Paramus Schools Supt. Michele Robinson insisted the district wasn't aware that the school bus driver involved in a crash that killed a middle school student and teacher last month had an extensive history of violations behind the wheel.
She also demanded that North Jersey Media Group publish a correction to “blatantly inaccurate” reporting.
“As I have said repeatedly, we do not have any information from the state that [Hudy] Muldrow [Sr.] had any moving violations,” Robinson wrote in a letter to parents.
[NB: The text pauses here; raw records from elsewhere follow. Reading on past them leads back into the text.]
// src/error.rs

use axum::{
    Json,
    http::StatusCode,
    response::{IntoResponse, Response},
};
use serde_json::json;
use std::fmt;

use crate::storage::StorageError;

/// Global Application Error Enum.
/// Centralizes error handling and mapping to HTTP responses.
#[derive(Debug)]
pub enum AppError {
    // 500 Internal Server Error
    InternalServerError(String),

    // 400 Bad Request (missing fields, failed validation, invalid quiz step)
    BadRequest(String),

    // 401 Unauthorized (invalid credentials or token)
    AuthError(String),

    // 403 Forbidden
    Forbidden(String),

    // 404 Not Found
    NotFound(String),

    // 409 Conflict (e.g., duplicate email)
    Conflict(String),
}

impl fmt::Display for AppError {
    fn fmt(&self, f: &mut fmt::Formatter<'_>) -> fmt::Result {
        write!(f, "{:?}", self)
    }
}

impl std::error::Error for AppError {}

/// Implements `IntoResponse` for `AppError`.
/// Converts the error into a JSON response with appropriate HTTP status code.
impl IntoResponse for AppError {
    fn into_response(self) -> Response {
        let (status, error_message) = match self {
            AppError::InternalServerError(msg) => {
                tracing::error!("Internal Server Error: {}", msg);
                (
                    StatusCode::INTERNAL_SERVER_ERROR,
                    "Internal Server Error".to_string(),
                )
            }
            AppError::BadRequest(msg) => (StatusCode::BAD_REQUEST, msg),
            AppError::AuthError(msg) => (StatusCode::UNAUTHORIZED, msg),
            AppError::Forbidden(msg) => (StatusCode::FORBIDDEN, msg),
            AppError::NotFound(msg) => (StatusCode::NOT_FOUND, msg),
            AppError::Conflict(msg) => (StatusCode::CONFLICT, msg),
        };
        let body = Json(json!({
            "error": error_message,
        }));

        (status, body).into_response()
    }
}

/// Converts storage failures into `AppError::InternalServerError`.
/// Allows using `?` operator on collection reads and writes.
impl From<StorageError> for AppError {
    fn from(err: StorageError) -> Self {
        AppError::InternalServerError(err.to_string())
    }
}

impl From<serde_json::Error> for AppError {
    fn from(err: serde_json::Error) -> Self {
        AppError::BadRequest(err.to_string())
    }
}

impl From<validator::ValidationErrors> for AppError {
    fn from(err: validator::ValidationErrors) -> Self {
        AppError::BadRequest(err.to_string())
    }
}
“The driving abstract provided to us by the Motor Vehicle Commission did not reflect that he was an unsafe driver or that he had received any tickets for speeding or reckless driving,” Friday’s letter says. “This is what I have said from the beginning and, despite misleading press reports, it remains true today.”
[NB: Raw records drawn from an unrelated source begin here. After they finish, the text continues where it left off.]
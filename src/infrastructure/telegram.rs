//! # Telegram Bot API Adapter
//!
//! Implements the `ForumTransport` trait on top of the Telegram Bot API using `reqwest`.
//! Only the three calls the swarm commands need are covered: creating a forum topic,
//! renaming it, and posting a message into it.

use async_trait::async_trait;
use reqwest::Client;
use serde::de::DeserializeOwned;
use serde::{Deserialize, Serialize};
use std::time::Duration;

use crate::domain::traits::ForumTransport;
use crate::domain::types::ForumTopic;

pub const DEFAULT_API_BASE: &str = "https://api.telegram.org";
const MAX_ATTEMPTS: u32 = 3;
const MAX_RETRY_AFTER_SECS: u64 = 30;

#[derive(Debug, Deserialize)]
struct ApiResponse<T> {
    ok: bool,
    result: Option<T>,
    #[serde(default)]
    description: Option<String>,
    #[serde(default)]
    error_code: Option<i64>,
    #[serde(default)]
    parameters: Option<ResponseParameters>,
}

#[derive(Debug, Deserialize)]
struct ResponseParameters {
    #[serde(default)]
    retry_after: Option<u64>,
}

#[derive(Debug, Serialize)]
struct CreateForumTopicRequest<'a> {
    chat_id: i64,
    name: &'a str,
}

#[derive(Debug, Serialize)]
struct EditForumTopicRequest<'a> {
    chat_id: i64,
    message_thread_id: i64,
    name: &'a str,
}

#[derive(Debug, Serialize)]
struct SendMessageRequest<'a> {
    chat_id: i64,
    text: &'a str,
    #[serde(skip_serializing_if = "Option::is_none")]
    message_thread_id: Option<i64>,
    disable_notification: bool,
}

#[derive(Debug, Deserialize)]
struct SentMessage {
    message_id: i64,
}

/// Telegram answers a rename to the current name with this error; the topic is alive.
fn is_not_modified(description: &str) -> bool {
    description.contains("TOPIC_NOT_MODIFIED")
}

#[derive(Clone)]
pub struct TelegramClient {
    http: Client,
    api_base: String,
    token: String,
}

impl TelegramClient {
    pub fn new(token: &str, api_base: Option<&str>) -> Result<Self, String> {
        let http = Client::builder()
            .timeout(Duration::from_secs(30))
            .build()
            .map_err(|e| format!("Failed to create HTTP client: {}", e))?;
        Ok(Self {
            http,
            api_base: api_base
                .unwrap_or(DEFAULT_API_BASE)
                .trim_end_matches('/')
                .to_string(),
            token: token.to_string(),
        })
    }

    fn method_url(&self, method: &str) -> String {
        format!("{}/bot{}/{}", self.api_base, self.token, method)
    }

    /// POSTs `body` to `method`, retrying when the API asks us to slow down.
    async fn call<B, T>(&self, method: &str, body: &B) -> Result<T, String>
    where
        B: Serialize + Sync,
        T: DeserializeOwned,
    {
        let url = self.method_url(method);
        let mut attempt = 0;
        loop {
            attempt += 1;
            let response = self
                .http
                .post(&url)
                .json(body)
                .send()
                .await
                .map_err(|e| format!("{} request failed: {}", method, e.without_url()))?;

            let payload: ApiResponse<T> = response
                .json()
                .await
                .map_err(|e| format!("{} returned an unreadable response: {}", method, e))?;

            if payload.ok {
                return payload
                    .result
                    .ok_or_else(|| format!("{} returned ok without a result", method));
            }

            let description = payload
                .description
                .unwrap_or_else(|| "unknown error".to_string());
            let retry_after = payload.parameters.and_then(|p| p.retry_after);

            if payload.error_code == Some(429) && attempt < MAX_ATTEMPTS {
                let wait = retry_after.unwrap_or(1).min(MAX_RETRY_AFTER_SECS);
                tracing::warn!(
                    "Telegram rate limited {} (attempt {}/{}), retrying in {}s",
                    method,
                    attempt,
                    MAX_ATTEMPTS,
                    wait
                );
                tokio::time::sleep(Duration::from_secs(wait)).await;
                continue;
            }

            return Err(match payload.error_code {
                Some(code) => format!("{} failed ({}): {}", method, code, description),
                None => format!("{} failed: {}", method, description),
            });
        }
    }
}

#[async_trait]
impl ForumTransport for TelegramClient {
    async fn create_forum_topic(&self, chat_id: i64, name: &str) -> Result<ForumTopic, String> {
        tracing::info!("Creating forum topic {:?} in chat {}", name, chat_id);
        self.call("createForumTopic", &CreateForumTopicRequest { chat_id, name })
            .await
    }

    async fn edit_forum_topic(
        &self,
        chat_id: i64,
        thread_id: i64,
        name: &str,
    ) -> Result<(), String> {
        let request = EditForumTopicRequest {
            chat_id,
            message_thread_id: thread_id,
            name,
        };
        match self.call::<_, bool>("editForumTopic", &request).await {
            Ok(_) => Ok(()),
            Err(e) if is_not_modified(&e) => Ok(()),
            Err(e) => {
                tracing::warn!("Rename of topic {}:{} failed: {}", chat_id, thread_id, e);
                Err(e)
            }
        }
    }

    async fn send_message(
        &self,
        chat_id: i64,
        thread_id: Option<i64>,
        text: &str,
        disable_notification: bool,
    ) -> Result<i64, String> {
        let request = SendMessageRequest {
            chat_id,
            text,
            message_thread_id: thread_id,
            disable_notification,
        };
        self.call::<_, SentMessage>("sendMessage", &request)
            .await
            .map(|sent| sent.message_id)
    }
}

#[cfg(test)]
mod tests {
    use super::*;

    #[test]
    fn test_method_url_strips_trailing_slash() {
        let client = TelegramClient::new("123:abc", Some("http://localhost:8081/")).unwrap();
        assert_eq!(
            client.method_url("sendMessage"),
            "http://localhost:8081/bot123:abc/sendMessage"
        );
    }

    #[test]
    fn test_default_api_base() {
        let client = TelegramClient::new("t", None).unwrap();
        assert_eq!(client.method_url("getMe"), "https://api.telegram.org/bott/getMe");
    }

    #[test]
    fn test_not_modified_detection() {
        assert!(is_not_modified(
            "editForumTopic failed (400): Bad Request: TOPIC_NOT_MODIFIED"
        ));
        assert!(!is_not_modified(
            "editForumTopic failed (400): Bad Request: message thread not found"
        ));
    }

    #[test]
    fn test_error_response_parses() {
        let raw = r#"{"ok":false,"error_code":429,"description":"Too Many Requests","parameters":{"retry_after":3}}"#;
        let parsed: ApiResponse<SentMessage> = serde_json::from_str(raw).unwrap();
        assert!(!parsed.ok);
        assert!(parsed.result.is_none());
        assert_eq!(parsed.error_code, Some(429));
        assert_eq!(parsed.parameters.and_then(|p| p.retry_after), Some(3));
    }

    fn decode<T: DeserializeOwned>(raw: &str) -> ApiResponse<T> {
        serde_json::from_str(raw).unwrap()
    }

    #[test]
    fn test_ok_response_decodes_for_any_result_type() {
        let topic: ApiResponse<ForumTopic> =
            decode(r#"{"ok":true,"result":{"message_thread_id":77,"name":"z80 @feat"}}"#);
        assert_eq!(topic.result.unwrap().message_thread_id, 77);
        let renamed: ApiResponse<bool> = decode(r#"{"ok":true,"result":true}"#);
        assert_eq!(renamed.result, Some(true));
        let failed: ApiResponse<bool> = decode(r#"{"ok":false,"description":"Bad Request"}"#);
        assert!(failed.result.is_none());
    }

    #[test]
    fn test_send_message_request_omits_missing_thread() {
        let body = serde_json::to_value(SendMessageRequest {
            chat_id: 5,
            text: "hi",
            message_thread_id: None,
            disable_notification: true,
        })
        .unwrap();
        assert!(body.get("message_thread_id").is_none());
        assert_eq!(body["disable_notification"], true);
    }
}
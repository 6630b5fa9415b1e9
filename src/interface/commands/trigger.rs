//! # Trigger Commands
//!
//! Handles `swarm trigger send`: queues a prompt in the local inbox, where the bot's
//! ingress poller picks it up and runs it like a user message.

use anyhow::{Context, Result};
use serde::Serialize;
use std::io::Write;

use crate::application::inbox::{append_swarm_envelope, new_swarm_envelope};
use crate::domain::paths;
use crate::domain::types::SwarmIntent;
use crate::interface::cli::TriggerSendArgs;
use crate::interface::commands::{ExitError, SwarmContext};
use crate::interface::output::{write_json, write_line};
use crate::strings::messages;

#[derive(Debug, Serialize)]
struct TriggerOutput {
    event_id: String,
    chat_id: i64,
    thread_id: Option<i64>,
    inbox_path: String,
}

pub async fn handle_send(
    ctx: &SwarmContext,
    args: &TriggerSendArgs,
    out: &mut dyn Write,
) -> Result<()> {
    // A broken projects table fails here, as every other command does.
    ctx.projects()?;
    let Some(ingress) = ctx.ingress()? else {
        return Err(ExitError::new(
            2,
            messages::ingress_disabled(&paths::config_path_display(&ctx.config_path)),
        )
        .into());
    };

    let chat_id = ctx.target_chat_id(args.chat_id, None)?;
    let envelope = new_swarm_envelope(
        SwarmIntent::Trigger,
        chat_id,
        args.thread_id,
        &args.text,
        args.origin_agent.as_deref(),
    );
    append_swarm_envelope(&ingress.inbox_path, &envelope)
        .await
        .with_context(|| format!("failed to write {}", ingress.inbox_path.display()))?;

    if args.json {
        return write_json(
            out,
            &TriggerOutput {
                event_id: envelope.event_id,
                chat_id,
                thread_id: args.thread_id,
                inbox_path: ingress.inbox_path.display().to_string(),
            },
        );
    }
    write_line(
        out,
        &messages::trigger_queued(&envelope.event_id, chat_id, args.thread_id, &ingress.inbox_path),
    )
}
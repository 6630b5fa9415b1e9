//! # Command Handlers
//!
//! One handler per `swarm` subcommand. Handlers write their output to the given writer
//! (stdout in production) and report failures through `anyhow`; `ExitError` carries an
//! explicit exit code and message for the cases that are not plain errors.

pub mod control;
pub mod inbox;
pub mod topics;
pub mod trigger;
pub mod which;
pub mod worktree;

use anyhow::{Result, anyhow};
use std::io::Write;
use std::path::PathBuf;
use thiserror::Error;

use crate::application::state::TopicStateStore;
use crate::domain::config::{AppConfig, ConfigError, ProjectsConfig};
use crate::domain::ingress::{SwarmIngressConfig, resolve_swarm_ingress_config_from_plugins};
use crate::domain::paths;
use crate::infrastructure::git::SystemGit;
use crate::infrastructure::telegram::TelegramClient;
use crate::interface::cli::{
    ControlCommand, InboxCommand, SwarmCommand, TopicsCommand, TriggerCommand, WorktreeCommand,
};

/// Ends the process with `code` after printing `message` to stderr as-is.
#[derive(Debug, Error)]
#[error("{message}")]
pub struct ExitError {
    pub code: u8,
    pub message: String,
}

impl ExitError {
    pub fn new(code: u8, message: impl Into<String>) -> Self {
        Self {
            code,
            message: message.into(),
        }
    }
}

/// Loaded settings shared by every handler.
pub struct SwarmContext {
    pub config: AppConfig,
    pub config_path: PathBuf,
}

impl SwarmContext {
    pub fn new(config: AppConfig, config_path: PathBuf) -> Self {
        Self {
            config,
            config_path,
        }
    }

    pub fn projects(&self) -> Result<ProjectsConfig, ConfigError> {
        self.config.to_projects_config(&self.config_path)
    }

    pub fn state_store(&self) -> TopicStateStore {
        TopicStateStore::new(paths::resolve_state_path(&self.config_path))
    }

    pub fn ingress(&self) -> Result<Option<SwarmIngressConfig>, ConfigError> {
        resolve_swarm_ingress_config_from_plugins(&self.config.plugins, &self.config_path)
    }

    pub fn transport(&self) -> Result<TelegramClient> {
        let token = self.config.bot_token(&self.config_path)?;
        TelegramClient::new(token, self.config.transports.telegram.api_base.as_deref())
            .map_err(|e| anyhow!(e))
    }

    /// Explicit chat id, else the project's chat, else the main chat.
    pub fn target_chat_id(
        &self,
        explicit: Option<i64>,
        project_chat_id: Option<i64>,
    ) -> Result<i64, ConfigError> {
        match explicit.or(project_chat_id) {
            Some(chat_id) => Ok(chat_id),
            None => self.config.main_chat_id(&self.config_path),
        }
    }
}

pub async fn dispatch(ctx: &SwarmContext, command: SwarmCommand, out: &mut dyn Write) -> Result<()> {
    match command {
        SwarmCommand::Topics(TopicsCommand::List(args)) => topics::handle_list(ctx, &args, out).await,
        SwarmCommand::Topics(TopicsCommand::Status(args)) => {
            topics::handle_status(ctx, &args, out).await
        }
        SwarmCommand::Topics(TopicsCommand::Ensure(args)) => {
            let transport = ctx.transport()?;
            topics::handle_ensure(ctx, &transport, &args, out).await
        }
        SwarmCommand::Control(ControlCommand::Send(args)) => {
            let transport = ctx.transport()?;
            control::handle_send(ctx, &transport, &args, out).await
        }
        SwarmCommand::Trigger(TriggerCommand::Send(args)) => {
            trigger::handle_send(ctx, &args, out).await
        }
        SwarmCommand::Inbox(InboxCommand::Watch(args)) => inbox::handle_watch(ctx, &args, out).await,
        SwarmCommand::Worktree(WorktreeCommand::Resolve(args)) => {
            worktree::handle_resolve(ctx, &SystemGit, &args, out).await
        }
        SwarmCommand::Which(args) => which::handle_which(&args, out),
    }
}

#[cfg(test)]
pub mod testing {
    //! Context fixtures for handler tests.

    use super::*;
    use crate::domain::config::load_settings;
    use std::path::Path;

    pub const BASE_YAML: &str = r#"
transports:
  telegram:
    bot_token: "123:abc"
    chat_id: -1001
projects:
  Z80:
    path: /srv/z80
    chat_id: -2002
  web:
    path: /srv/web
"#;

    /// Writes `yaml` as `takopi.yaml` in `dir` and loads it.
    pub fn context_with(dir: &Path, yaml: &str) -> SwarmContext {
        let config_path = dir.join("takopi.yaml");
        std::fs::write(&config_path, yaml).unwrap();
        let (config, config_path) = load_settings(Some(&config_path)).unwrap();
        SwarmContext::new(config, config_path)
    }

    pub fn output(buf: Vec<u8>) -> String {
        String::from_utf8(buf).unwrap()
    }
}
Robinson referred to a Thursday night story, picked up by other media outlets, “that suggested revelations about Mr. Muldrow’s driving suspension contradicted my statements. In fact, they do not.”
The story, published on NorthJersey.com and in The Record newspaper, cited a Dec. 21, 2017 letter from the state Department of Education’s Criminal History Review Unit to Robinson regarding the state Motor Vehicle Commission’s revocation of Muldrow’s driver’s license.
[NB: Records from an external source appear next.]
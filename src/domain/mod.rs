//! # Domain Layer
//!
//! Core definitions, types, and traits that define the swarm domain.
//! Independent of the chat API and git, serving as the contract for other layers.

pub mod config;
pub mod ingress;
pub mod paths;
pub mod traits;
pub mod types;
Muldrow was decertified as a school bus driver and his medical certification had expired, according to the unit’s December letter, which requested that the district respond in writing.
Robinson, in turn, said “the reasons for that suspension had nothing to do with moving violations or his driving ability.”
“Over winter break, when school was still not in session, Mr. Muldrow provided the District with his medical certification, which we forwarded to the state – after which we were notified by the state, both verbally and then in writing, that he was eligible to operate a school bus,” the schools superintendent contended.
Robinson emphasized that she’s “profoundly aware of the responsibility that I have as a member of our community, which is still struggling to come to grips with these awful events,” and is “committed to being forthright and honest with you because of that responsibility.”
Muldrow, 77, of Woodland Park has had his license suspended 14 times – six times for unpaid parking tickets – and was summonsed eight times for speeding, records show.
Authorities charged him with two counts of vehicular homicide in the May 17 crash on Route 80 in Mount Olive. He remained free pending a June 25 court appearance.
If convicted of both counts, he could face five to 10 years in state prison, 85% of which he’d have to serve before being eligible for parole.
Muldrow was transporting 44 passengers from East Brook Middle School in the second of three buses headed to Waterloo Village for a class trip.
The drivers missed their turn and somehow became separated, authorities said.
For some reason, they said, Muldrow made his way back to westbound Route 80, headed in the wrong direction.
He then pulled a sharp left from the slow lane of the three-lane highway toward a police-only cutout on the median near the Waterloo Bridge (Exit 25), leaving the bus “positioned in an almost-perpendicular direction in relation to the lanes of travel on Route 80 westbound," the Morris County Prosecutor’s Office said in a release.
The driver of the dump truck, which was in the center lane, couldn’t stop in time -- and the truck hit the bus so hard it knocked it off its chassis, authorities said.
Killed were 10-year-old fifth-grader Miranda Vargas and teacher Jennifer Williamson. Several others remain critically or seriously injured.